Which has got me thinking, what data would I need in order to stop using MP? Which is another way of asking the question what is the purpose of EBM, clinical trials, in symptom management, where everything is always an N=1 trial. Compare for instance statins for the secondary prevention of cardiovascular disease and, say, amitriptyline to treat post-herpetic neuralgia. We give statins because there are large, RCT telling us that if we do we'll prevent a few MIs over the years in a few patients. We don't know for any one patient if giving them a statin will actually do anything. We can measure their LDL, but that's really of secondary importance to actually preventing them from having another heart attack, or stroke, etc. In fact, we have no real way of measuring efficacy of statin therapy in any individual patient. If they never have another MI or stroke, good, but maybe they wouldn't have anyway, or if they do have one, maybe it's two years later than it would have been without the statin, etc. The point is, the only way we can measure the efficacy of that statin is across a population of people. Which is why we have large, well-designed RCT. This is why for a decade we were all going for very tight glycemic control for diabetics - out of the belief that across a population of diabetics we would be reducing sufficient number of MIs, strokes, kidney failure, retinopathy, etc to be worth all the extra patient hassle, expense, and morbidity (even death) associated with aiming for tight control (I personally think it remains unclear if we've actually done our diabetics a favor by doing this).

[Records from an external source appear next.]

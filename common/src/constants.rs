use std::ops::RangeInclusive;

// Lobby:
pub const MIN_PLAYERS: usize = 2;
pub const MAX_PLAYERS: usize = 10;
pub const MAX_NAME_LENGTH: usize = 32;

// Round:
pub const COUNTDOWN_SECS: u32 = 10;
pub const ROUND_SECS: u32 = 120;
pub const OPERAND_RANGE: RangeInclusive<i32> = 1..=20;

Amitriptyline for PHN: you give it to the patient, ask them in a few days if it's working or not, maybe a week, then increase the dose, reassess in a few days or a week, then maybe readjust up again or abandon amitriptyline completely for another agent. Ie, with symptom management we basically have immediate & patient-relevant data on efficacy.
So what, then, is the point of EBM and doing these studies? I think it's several-fold. One is to give us some guidance as to what's more likely to work (what we should go to first); eg, SNRIs for chemotherapy related neuropathy. The fact that SNRIs have been the only agents ever to be shown to be effective for the pain from chemo neuropathy has not stopped me from trying other things, it's just that now I go to the SNRIs first. Two is to give us a sense of safety, side effects, toxicities - incredibly important. Three is to give us a sense of what probably works via placebo mechanisms vs other mechanisms. The bind I get into is with this one - with interventions that I 'witness' working, sometimes dramatically, albeit on occasion, that all the evidence points to works via placebo mechanisms. AB(H)R gel, infamously. Lidocaine 5% patches for everything except painful syndromes involving damaged peripheral axons such as diabetic neuropathy, post-herpetic neuralgia. Ketamine, after the Currow trial, which to me was more damning due to evidence of harm from ketamine than lack of efficacy (still waiting, for blinded, controlled depression data for ketamine)? Kyphoplasty?
Personally, I don't include methylphenidate on this list - I think the data, as a whole, support the idea that it is helpful, probably at higher doses (ie higher than 15mg a day) for some patients with severe disease or fatigue.
Please leave your thoughts, particularly about the use of interventions that, in your heart and EBM-brain, you think actually work entirely or mostly via placebo mechanisms.